The holiday spirit has taken a dive. The abundance of food on the table is in sharp contrast to the condition of our country. We are in debt up to our eyeballs to the Communist Chinese. The economy is stagnant, and there is no relief in sight. Unemployment is high along with the price of energy and every other necessity. The promised health-care reform has proved to be a sham, leaving us worse off than before.

The once powerful United States of America has become a paper tiger in the eyes of the world. We are no longer respected, admired or feared. What is to become of us?

Despair and uncertainty has gripped the nation. Not since Jimmy Carter, in 1979, has the country suffered such malaise. As we prepare to celebrate with family and friends, we are searching for something, anything, to lift us out of this downward spiral.

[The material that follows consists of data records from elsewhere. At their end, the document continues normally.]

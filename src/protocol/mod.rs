//! JSON messages exchanged over the live session socket
//!
//! Client to server:
//!
//! ```json
//! { "action": "analyze", "language": "python", "code": "print(1)", "seq": 7 }
//! ```
//!
//! Server to client:
//!
//! ```json
//! { "type": "analysis_result", "errors": [], "executionTimeMs": 42, "seq": 7 }
//! { "type": "error", "message": "Unsupported language: cobol", "seq": 7 }
//! ```
//!
//! `seq` is optional in both directions. A server echoes whatever the
//! request carried; clients that omit it get responses without it.

use crate::types::{AnalysisResult, AnalyzeRequest, Diagnostic};
use serde::{Deserialize, Serialize};
use std::time::Duration;

/// The only action a client may request
pub const ANALYZE_ACTION: &str = "analyze";

/// Frame sent by a client
#[derive(Debug, Clone, PartialEq, Eq, Serialize, Deserialize)]
pub struct ClientMessage {
    /// Requested action; only `analyze` is understood
    #[serde(default)]
    pub action: String,
    /// Language identifier
    #[serde(default, skip_serializing_if = "Option::is_none")]
    pub language: Option<String>,
    /// Full source text
    #[serde(default, skip_serializing_if = "Option::is_none")]
    pub code: Option<String>,
    /// Client-assigned sequence number
    #[serde(default, skip_serializing_if = "Option::is_none")]
    pub seq: Option<u64>,
}

/// Reason a well-formed frame cannot become an [`AnalyzeRequest`]
#[derive(Debug, Clone, PartialEq, Eq, thiserror::Error)]
pub enum RequestRejection {
    /// `action` is not `analyze`
    #[error("Unknown action: {0}")]
    UnknownAction(String),
    /// `language` absent or empty
    #[error("Missing language field")]
    MissingLanguage,
}

impl ClientMessage {
    /// Build an analyze frame
    pub fn analyze(language: impl Into<String>, code: impl Into<String>, seq: Option<u64>) -> Self {
        Self {
            action: ANALYZE_ACTION.to_string(),
            language: Some(language.into()),
            code: Some(code.into()),
            seq,
        }
    }

    /// Parse a text frame
    pub fn parse(text: &str) -> serde_json::Result<Self> {
        serde_json::from_str(text)
    }

    /// Serialize to a text frame
    pub fn to_json(&self) -> serde_json::Result<String> {
        serde_json::to_string(self)
    }

    /// Validate the frame into a request.
    ///
    /// A missing `code` is treated as empty so the dispatcher answers with
    /// its "No code provided" diagnostic.
    pub fn into_request(self) -> Result<AnalyzeRequest, RequestRejection> {
        if self.action != ANALYZE_ACTION {
            return Err(RequestRejection::UnknownAction(self.action));
        }
        let language = match self.language {
            Some(language) if !language.is_empty() => language,
            _ => return Err(RequestRejection::MissingLanguage),
        };
        Ok(AnalyzeRequest::new(language, self.code.unwrap_or_default()))
    }
}

/// Frame sent by the server
#[derive(Debug, Clone, PartialEq, Eq, Serialize, Deserialize)]
#[serde(tag = "type", rename_all = "snake_case")]
pub enum ServerMessage {
    /// Analyzer ran
    AnalysisResult {
        /// Diagnostics in analyzer order
        #[serde(default)]
        errors: Vec<Diagnostic>,
        /// Analyzer wall-clock time
        #[serde(rename = "executionTimeMs", alias = "executionTime", default)]
        execution_time_ms: u64,
        /// Echo of the request's sequence number
        #[serde(default, skip_serializing_if = "Option::is_none")]
        seq: Option<u64>,
    },
    /// Request could not be analyzed
    Error {
        /// Human-readable description
        message: String,
        /// Echo of the request's sequence number
        #[serde(default, skip_serializing_if = "Option::is_none")]
        seq: Option<u64>,
    },
}

impl ServerMessage {
    /// Convert a dispatcher result into a frame
    pub fn from_result(result: AnalysisResult, seq: Option<u64>) -> Self {
        match result {
            AnalysisResult::Ok {
                diagnostics,
                execution_time,
            } => ServerMessage::AnalysisResult {
                errors: diagnostics,
                execution_time_ms: u64::try_from(execution_time.as_millis()).unwrap_or(u64::MAX),
                seq,
            },
            AnalysisResult::Error { message } => ServerMessage::Error { message, seq },
        }
    }

    /// Build an error frame
    pub fn error(message: impl Into<String>, seq: Option<u64>) -> Self {
        ServerMessage::Error {
            message: message.into(),
            seq,
        }
    }

    /// Sequence number echoed by the server, if any
    pub fn seq(&self) -> Option<u64> {
        match self {
            ServerMessage::AnalysisResult { seq, .. } | ServerMessage::Error { seq, .. } => *seq,
        }
    }

    /// Convert back into a result on the client side
    pub fn into_result(self) -> AnalysisResult {
        match self {
            ServerMessage::AnalysisResult {
                errors,
                execution_time_ms,
                ..
            } => AnalysisResult::ok(errors, Duration::from_millis(execution_time_ms)),
            ServerMessage::Error { message, .. } => AnalysisResult::error(message),
        }
    }

    /// Parse a text frame
    pub fn parse(text: &str) -> serde_json::Result<Self> {
        serde_json::from_str(text)
    }

    /// Serialize to a text frame
    pub fn to_json(&self) -> serde_json::Result<String> {
        serde_json::to_string(self)
    }
}

#[cfg(test)]
mod tests {
    use super::*;
    use crate::types::Severity;
    use pretty_assertions::assert_eq;
    use serde_json::json;

    #[test]
    fn test_client_message_without_seq() {
        let msg = ClientMessage::analyze("python", "print(1)", None);
        let value: serde_json::Value = serde_json::from_str(&msg.to_json().unwrap()).unwrap();
        assert_eq!(
            value,
            json!({"action": "analyze", "language": "python", "code": "print(1)"})
        );
    }

    #[test]
    fn test_into_request() {
        let msg = ClientMessage::parse(r#"{"action":"analyze","language":"go","code":"x","seq":3}"#)
            .unwrap();
        assert_eq!(msg.seq, Some(3));
        assert_eq!(msg.into_request().unwrap(), AnalyzeRequest::new("go", "x"));
    }

    #[test]
    fn test_unknown_action() {
        let msg = ClientMessage::parse(r#"{"action":"format","language":"go"}"#).unwrap();
        let err = msg.into_request().unwrap_err();
        assert_eq!(err.to_string(), "Unknown action: format");
    }

    #[test]
    fn test_missing_language() {
        for text in [
            r#"{"action":"analyze","code":"x"}"#,
            r#"{"action":"analyze","language":"","code":"x"}"#,
        ] {
            let err = ClientMessage::parse(text).unwrap().into_request().unwrap_err();
            assert_eq!(err, RequestRejection::MissingLanguage);
            assert_eq!(err.to_string(), "Missing language field");
        }
    }

    #[test]
    fn test_missing_code_is_empty() {
        let msg = ClientMessage::parse(r#"{"action":"analyze","language":"dart"}"#).unwrap();
        assert_eq!(msg.into_request().unwrap().code, "");
    }

    #[test]
    fn test_unparseable_frames() {
        assert!(ClientMessage::parse("not json").is_err());
        assert!(ClientMessage::parse("[1, 2]").is_err());
    }

    #[test]
    fn test_server_result_shape() {
        let result = AnalysisResult::ok(
            vec![Diagnostic::new(1, 19, 7, "Type mismatch", Severity::Error)],
            Duration::from_millis(85),
        );
        let msg = ServerMessage::from_result(result, Some(4));
        let value: serde_json::Value = serde_json::from_str(&msg.to_json().unwrap()).unwrap();

        assert_eq!(
            value,
            json!({
                "type": "analysis_result",
                "errors": [{
                    "line": 1,
                    "column": 19,
                    "message": "Type mismatch",
                    "severity": "error",
                    "length": 7
                }],
                "executionTimeMs": 85,
                "seq": 4
            })
        );
    }

    #[test]
    fn test_server_error_shape() {
        let msg = ServerMessage::error("Missing language field", None);
        let value: serde_json::Value = serde_json::from_str(&msg.to_json().unwrap()).unwrap();
        assert_eq!(value, json!({"type": "error", "message": "Missing language field"}));
    }

    #[test]
    fn test_parse_legacy_result() {
        let msg = ServerMessage::parse(
            r#"{"type":"analysis_result","errors":[{"line":0,"column":2,"message":"m","severity":"info"}],"executionTime":12}"#,
        )
        .unwrap();
        assert_eq!(msg.seq(), None);

        let result = msg.into_result();
        assert_eq!(result.execution_time_ms(), Some(12));
        let diag = &result.diagnostics()[0];
        assert_eq!((diag.line(), diag.column(), diag.length()), (1, 2, 1));
    }

    #[test]
    fn test_parse_unknown_type_fails() {
        assert!(ServerMessage::parse(r#"{"type":"pong"}"#).is_err());
    }
}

The answer is the very thing that is missing. It is prayer.

We pray before our holiday meal and ask the Lord to bless our food which is fitting and right.

However, the kind of prayer that is missing is the bold prayer of believing Christians that gave our forefathers the courage to stand against the tyranny of mighty England, the kind of prayer that led to the miracles that enabled our rag-tag army to prevail, the kind of bold prayer that can save our nation.

Like the children of Israel, we have become an idolatrous nation. We now call good “evil” and evil “good.” We no longer look to God to save us. We look to a man, in our case a president, when he cannot save himself.

When Israel refused to repent, God did not spare his chosen people the punishment for their sin. Surely, He will not spare us.

On a recent trip to the Promised Land, I had the privilege to stand on Mount Carmel. Many years ago, a lonely prophet, Elijah, at God’s direction, challenged the 450 prophets of Baal to a duel by fire (I Kings 18). Elijah first prayed for the fire, and then he prayed for the rain to break a three year drought as though his life depended on it … because it did.

How long has it been since we prayed as though our very lives – and the life of our nation – depended on it?

Pastor Rob Zinn, who led our small group to Israel, reminded us of one of the most important biblical truths: God does nothing but in answer to believing prayer. That’s an awesome concept to grasp.

Later, when we returned to the states, Zinn explained this concept to his entire congregation at Immanuel Baptist Church in Highlands, Calif. As I watched His message, “The Secret of Power,” I was struck with a sense of urgency to call upon the Lord to save this nation and its people.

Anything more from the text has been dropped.